Instructions to follow » In the entries below, count each line where "first" appears. Give the total and nothing more.
===== Given data =====
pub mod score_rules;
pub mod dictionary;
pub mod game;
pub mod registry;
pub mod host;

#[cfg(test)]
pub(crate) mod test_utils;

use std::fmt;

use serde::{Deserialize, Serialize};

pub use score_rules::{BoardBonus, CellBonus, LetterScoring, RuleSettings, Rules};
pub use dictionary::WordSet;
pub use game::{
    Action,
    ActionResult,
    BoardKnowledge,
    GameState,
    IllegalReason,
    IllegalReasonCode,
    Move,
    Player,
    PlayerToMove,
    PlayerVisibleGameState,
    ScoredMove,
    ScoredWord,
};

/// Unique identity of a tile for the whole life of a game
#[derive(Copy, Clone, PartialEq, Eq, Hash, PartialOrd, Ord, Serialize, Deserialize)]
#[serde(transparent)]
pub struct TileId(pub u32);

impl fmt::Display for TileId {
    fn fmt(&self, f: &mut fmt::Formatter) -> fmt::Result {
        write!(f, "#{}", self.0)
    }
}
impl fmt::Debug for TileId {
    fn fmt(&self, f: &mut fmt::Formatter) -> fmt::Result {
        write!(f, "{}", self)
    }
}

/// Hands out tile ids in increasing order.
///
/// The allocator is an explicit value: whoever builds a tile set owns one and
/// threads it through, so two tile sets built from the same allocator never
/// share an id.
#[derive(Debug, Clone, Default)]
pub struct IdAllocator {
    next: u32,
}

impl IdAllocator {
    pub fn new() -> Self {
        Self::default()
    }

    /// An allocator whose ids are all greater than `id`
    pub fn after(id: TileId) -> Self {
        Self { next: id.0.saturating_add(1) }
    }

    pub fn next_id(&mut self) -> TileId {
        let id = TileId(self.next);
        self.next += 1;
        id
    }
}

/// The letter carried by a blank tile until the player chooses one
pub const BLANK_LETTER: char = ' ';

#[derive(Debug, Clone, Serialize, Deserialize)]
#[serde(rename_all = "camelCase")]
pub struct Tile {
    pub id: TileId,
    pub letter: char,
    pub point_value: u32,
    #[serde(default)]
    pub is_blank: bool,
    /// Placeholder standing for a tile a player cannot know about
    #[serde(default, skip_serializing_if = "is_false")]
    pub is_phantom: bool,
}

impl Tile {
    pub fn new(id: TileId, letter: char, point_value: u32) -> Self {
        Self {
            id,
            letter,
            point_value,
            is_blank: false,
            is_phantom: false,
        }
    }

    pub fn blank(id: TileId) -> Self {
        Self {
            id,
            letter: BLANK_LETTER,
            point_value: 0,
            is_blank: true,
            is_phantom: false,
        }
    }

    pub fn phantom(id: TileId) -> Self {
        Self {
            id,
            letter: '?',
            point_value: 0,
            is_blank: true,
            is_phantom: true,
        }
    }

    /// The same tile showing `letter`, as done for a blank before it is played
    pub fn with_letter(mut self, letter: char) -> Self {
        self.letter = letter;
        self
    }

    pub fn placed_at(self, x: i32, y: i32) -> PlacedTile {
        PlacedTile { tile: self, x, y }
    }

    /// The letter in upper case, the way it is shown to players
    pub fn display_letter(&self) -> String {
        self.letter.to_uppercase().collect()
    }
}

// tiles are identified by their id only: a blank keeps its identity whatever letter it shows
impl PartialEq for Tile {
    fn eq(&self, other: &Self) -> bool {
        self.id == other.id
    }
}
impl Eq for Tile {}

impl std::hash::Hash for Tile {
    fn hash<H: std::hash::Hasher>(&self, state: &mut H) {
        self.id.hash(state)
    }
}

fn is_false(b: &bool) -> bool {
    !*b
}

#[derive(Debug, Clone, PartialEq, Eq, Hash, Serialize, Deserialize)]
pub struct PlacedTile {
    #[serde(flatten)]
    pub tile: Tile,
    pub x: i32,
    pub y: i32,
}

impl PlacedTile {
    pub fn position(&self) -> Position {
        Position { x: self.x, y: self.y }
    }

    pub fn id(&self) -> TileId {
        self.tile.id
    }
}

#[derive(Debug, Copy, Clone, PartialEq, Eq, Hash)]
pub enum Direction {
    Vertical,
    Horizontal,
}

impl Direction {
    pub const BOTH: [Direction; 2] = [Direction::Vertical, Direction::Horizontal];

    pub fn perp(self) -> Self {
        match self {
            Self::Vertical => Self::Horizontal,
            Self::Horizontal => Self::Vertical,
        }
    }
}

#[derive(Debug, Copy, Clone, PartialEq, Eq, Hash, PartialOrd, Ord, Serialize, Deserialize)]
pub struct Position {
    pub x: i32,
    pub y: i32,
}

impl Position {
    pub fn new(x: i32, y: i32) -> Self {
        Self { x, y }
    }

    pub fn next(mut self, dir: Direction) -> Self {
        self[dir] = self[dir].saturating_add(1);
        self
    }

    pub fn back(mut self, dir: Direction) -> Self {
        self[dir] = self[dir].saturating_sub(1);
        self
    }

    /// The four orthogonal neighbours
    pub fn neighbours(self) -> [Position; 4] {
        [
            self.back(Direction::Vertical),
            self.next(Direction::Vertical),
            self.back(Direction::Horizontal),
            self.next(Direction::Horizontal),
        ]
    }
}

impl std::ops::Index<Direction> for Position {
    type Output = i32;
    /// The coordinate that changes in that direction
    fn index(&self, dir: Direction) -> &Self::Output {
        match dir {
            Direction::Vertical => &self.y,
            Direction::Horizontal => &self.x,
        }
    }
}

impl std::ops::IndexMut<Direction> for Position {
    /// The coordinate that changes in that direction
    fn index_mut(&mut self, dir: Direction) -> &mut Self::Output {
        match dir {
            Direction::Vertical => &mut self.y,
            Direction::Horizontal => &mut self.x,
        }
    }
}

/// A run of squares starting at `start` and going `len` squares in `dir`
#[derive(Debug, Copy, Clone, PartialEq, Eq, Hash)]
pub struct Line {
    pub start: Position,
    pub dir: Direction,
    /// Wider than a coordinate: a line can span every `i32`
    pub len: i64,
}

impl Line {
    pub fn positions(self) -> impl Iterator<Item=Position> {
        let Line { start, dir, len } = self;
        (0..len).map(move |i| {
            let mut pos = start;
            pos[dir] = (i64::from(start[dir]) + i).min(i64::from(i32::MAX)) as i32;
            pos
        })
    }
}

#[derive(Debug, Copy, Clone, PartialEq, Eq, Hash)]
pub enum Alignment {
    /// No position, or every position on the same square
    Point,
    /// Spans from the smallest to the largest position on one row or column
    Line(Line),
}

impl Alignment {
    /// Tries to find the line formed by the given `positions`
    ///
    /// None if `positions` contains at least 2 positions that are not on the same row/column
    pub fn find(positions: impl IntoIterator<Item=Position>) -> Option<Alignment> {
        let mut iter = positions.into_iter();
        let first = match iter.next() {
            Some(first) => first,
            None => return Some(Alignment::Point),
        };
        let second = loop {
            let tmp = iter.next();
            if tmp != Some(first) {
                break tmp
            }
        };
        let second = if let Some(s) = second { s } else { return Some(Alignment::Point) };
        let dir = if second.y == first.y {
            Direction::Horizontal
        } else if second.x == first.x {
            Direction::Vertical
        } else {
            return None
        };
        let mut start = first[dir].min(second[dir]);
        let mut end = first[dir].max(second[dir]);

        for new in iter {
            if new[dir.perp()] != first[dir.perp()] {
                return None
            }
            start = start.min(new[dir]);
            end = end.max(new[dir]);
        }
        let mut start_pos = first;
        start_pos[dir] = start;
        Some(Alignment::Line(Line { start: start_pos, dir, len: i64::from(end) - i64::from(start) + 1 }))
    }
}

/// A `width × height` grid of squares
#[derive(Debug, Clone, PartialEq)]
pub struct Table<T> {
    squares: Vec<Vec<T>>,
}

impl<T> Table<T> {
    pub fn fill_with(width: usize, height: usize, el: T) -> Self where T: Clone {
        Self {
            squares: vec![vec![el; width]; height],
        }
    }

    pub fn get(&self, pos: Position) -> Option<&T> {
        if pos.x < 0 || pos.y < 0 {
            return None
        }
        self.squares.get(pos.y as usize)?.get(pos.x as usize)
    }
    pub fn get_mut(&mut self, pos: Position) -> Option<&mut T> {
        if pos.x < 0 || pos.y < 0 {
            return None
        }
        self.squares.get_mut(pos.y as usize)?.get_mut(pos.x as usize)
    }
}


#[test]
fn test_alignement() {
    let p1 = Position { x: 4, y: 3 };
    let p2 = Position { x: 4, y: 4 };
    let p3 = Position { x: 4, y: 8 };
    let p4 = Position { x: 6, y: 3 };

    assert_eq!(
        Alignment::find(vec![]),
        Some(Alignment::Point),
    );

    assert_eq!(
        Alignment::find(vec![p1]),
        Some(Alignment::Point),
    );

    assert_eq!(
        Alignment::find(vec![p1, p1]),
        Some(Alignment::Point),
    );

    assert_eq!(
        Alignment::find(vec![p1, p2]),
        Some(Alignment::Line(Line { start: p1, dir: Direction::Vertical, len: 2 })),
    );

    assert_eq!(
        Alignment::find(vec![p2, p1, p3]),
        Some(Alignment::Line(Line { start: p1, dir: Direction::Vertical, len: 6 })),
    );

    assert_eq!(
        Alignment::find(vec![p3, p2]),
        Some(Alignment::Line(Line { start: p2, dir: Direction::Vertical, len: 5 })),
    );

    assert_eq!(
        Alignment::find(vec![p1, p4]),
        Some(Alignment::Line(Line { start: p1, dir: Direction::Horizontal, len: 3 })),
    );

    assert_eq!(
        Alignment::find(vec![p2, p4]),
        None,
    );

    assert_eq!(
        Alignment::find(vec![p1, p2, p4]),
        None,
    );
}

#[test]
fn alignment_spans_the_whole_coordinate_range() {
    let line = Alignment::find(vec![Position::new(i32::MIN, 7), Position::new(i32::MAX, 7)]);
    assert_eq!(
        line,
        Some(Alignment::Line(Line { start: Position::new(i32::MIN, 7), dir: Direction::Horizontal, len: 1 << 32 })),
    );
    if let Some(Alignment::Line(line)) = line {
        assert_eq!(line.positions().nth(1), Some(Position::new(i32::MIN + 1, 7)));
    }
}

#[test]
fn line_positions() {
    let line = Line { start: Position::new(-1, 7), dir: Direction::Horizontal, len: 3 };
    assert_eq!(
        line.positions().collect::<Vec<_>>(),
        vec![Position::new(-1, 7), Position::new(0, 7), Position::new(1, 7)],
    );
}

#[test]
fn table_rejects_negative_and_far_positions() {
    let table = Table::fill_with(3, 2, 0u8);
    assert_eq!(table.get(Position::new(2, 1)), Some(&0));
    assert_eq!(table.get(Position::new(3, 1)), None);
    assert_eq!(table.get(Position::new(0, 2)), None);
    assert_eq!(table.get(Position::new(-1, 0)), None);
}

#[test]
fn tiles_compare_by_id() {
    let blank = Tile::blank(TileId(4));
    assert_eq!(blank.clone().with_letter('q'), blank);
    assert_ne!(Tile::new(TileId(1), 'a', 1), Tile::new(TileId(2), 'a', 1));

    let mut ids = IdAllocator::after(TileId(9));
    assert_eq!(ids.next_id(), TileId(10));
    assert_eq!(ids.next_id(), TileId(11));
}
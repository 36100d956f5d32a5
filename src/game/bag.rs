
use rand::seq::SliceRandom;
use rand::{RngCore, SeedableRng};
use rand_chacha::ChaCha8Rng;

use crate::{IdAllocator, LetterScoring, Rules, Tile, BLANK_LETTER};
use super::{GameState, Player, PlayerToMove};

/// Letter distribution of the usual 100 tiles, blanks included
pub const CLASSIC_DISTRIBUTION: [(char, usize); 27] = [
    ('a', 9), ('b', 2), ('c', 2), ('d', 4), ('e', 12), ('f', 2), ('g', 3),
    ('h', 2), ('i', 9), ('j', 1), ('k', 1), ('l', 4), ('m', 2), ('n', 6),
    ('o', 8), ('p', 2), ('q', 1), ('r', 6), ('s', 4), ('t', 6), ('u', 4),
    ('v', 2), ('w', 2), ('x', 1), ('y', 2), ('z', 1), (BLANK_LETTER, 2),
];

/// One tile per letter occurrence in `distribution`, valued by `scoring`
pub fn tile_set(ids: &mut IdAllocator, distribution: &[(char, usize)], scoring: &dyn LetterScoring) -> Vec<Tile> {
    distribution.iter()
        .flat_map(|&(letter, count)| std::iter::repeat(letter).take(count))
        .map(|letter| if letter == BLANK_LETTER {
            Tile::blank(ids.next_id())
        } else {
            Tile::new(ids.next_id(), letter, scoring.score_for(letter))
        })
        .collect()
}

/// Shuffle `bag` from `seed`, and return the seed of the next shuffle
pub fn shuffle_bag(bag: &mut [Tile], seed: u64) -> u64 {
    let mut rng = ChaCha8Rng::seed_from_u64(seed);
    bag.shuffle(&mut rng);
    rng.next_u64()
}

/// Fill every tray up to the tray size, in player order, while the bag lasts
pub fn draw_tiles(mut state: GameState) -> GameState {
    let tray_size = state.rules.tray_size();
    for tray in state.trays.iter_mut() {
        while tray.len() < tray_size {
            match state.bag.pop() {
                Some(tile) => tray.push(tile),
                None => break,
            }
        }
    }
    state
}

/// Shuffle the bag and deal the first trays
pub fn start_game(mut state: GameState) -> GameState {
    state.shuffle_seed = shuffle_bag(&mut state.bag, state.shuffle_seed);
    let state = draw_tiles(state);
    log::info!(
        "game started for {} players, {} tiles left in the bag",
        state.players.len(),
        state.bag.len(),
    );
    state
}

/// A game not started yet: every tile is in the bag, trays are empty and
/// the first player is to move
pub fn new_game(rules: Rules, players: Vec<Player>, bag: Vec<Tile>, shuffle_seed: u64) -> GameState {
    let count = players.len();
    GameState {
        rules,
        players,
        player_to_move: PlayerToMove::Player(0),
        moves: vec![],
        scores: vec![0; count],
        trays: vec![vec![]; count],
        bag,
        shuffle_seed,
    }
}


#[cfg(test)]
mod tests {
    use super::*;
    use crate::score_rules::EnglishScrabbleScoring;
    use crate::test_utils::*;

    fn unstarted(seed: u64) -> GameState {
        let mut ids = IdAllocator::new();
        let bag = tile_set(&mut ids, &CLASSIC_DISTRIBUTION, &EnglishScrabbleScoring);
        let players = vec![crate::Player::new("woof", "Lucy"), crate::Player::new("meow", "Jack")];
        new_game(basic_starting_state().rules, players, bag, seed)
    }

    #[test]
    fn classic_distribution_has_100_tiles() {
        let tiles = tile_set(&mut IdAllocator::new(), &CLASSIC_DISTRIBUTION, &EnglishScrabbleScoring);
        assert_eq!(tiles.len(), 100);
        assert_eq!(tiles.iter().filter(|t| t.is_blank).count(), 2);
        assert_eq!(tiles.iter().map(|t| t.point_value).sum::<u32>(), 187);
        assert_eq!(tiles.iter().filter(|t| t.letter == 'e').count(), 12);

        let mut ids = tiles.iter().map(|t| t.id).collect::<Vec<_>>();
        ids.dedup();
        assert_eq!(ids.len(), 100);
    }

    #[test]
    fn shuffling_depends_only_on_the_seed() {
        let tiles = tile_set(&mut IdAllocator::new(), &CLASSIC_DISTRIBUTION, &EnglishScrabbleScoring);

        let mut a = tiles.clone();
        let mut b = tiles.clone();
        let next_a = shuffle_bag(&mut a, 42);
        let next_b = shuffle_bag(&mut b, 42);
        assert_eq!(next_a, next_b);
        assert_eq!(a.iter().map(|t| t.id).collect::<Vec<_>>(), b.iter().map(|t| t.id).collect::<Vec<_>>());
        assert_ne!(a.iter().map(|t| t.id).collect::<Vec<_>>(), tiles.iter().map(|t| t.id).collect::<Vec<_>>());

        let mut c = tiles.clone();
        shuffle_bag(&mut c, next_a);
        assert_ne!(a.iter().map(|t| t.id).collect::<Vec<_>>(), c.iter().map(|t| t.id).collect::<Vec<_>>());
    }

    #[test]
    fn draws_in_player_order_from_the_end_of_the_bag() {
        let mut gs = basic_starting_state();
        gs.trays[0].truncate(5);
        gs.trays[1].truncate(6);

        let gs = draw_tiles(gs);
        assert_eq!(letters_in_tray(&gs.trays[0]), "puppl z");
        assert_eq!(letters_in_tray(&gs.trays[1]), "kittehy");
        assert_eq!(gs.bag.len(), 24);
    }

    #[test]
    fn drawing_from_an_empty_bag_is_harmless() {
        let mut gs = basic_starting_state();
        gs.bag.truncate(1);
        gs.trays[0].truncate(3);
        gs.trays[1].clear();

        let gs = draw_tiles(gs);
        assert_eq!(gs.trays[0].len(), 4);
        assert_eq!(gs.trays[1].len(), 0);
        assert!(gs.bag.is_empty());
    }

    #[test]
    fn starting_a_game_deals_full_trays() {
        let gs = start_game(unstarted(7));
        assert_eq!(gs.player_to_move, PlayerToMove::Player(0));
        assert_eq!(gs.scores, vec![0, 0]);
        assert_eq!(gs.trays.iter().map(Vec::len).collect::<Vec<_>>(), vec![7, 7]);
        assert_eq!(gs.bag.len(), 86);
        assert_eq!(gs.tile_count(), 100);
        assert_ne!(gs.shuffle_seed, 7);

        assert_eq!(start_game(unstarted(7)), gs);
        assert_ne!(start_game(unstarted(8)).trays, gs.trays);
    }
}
=====
Result of the exercise » 11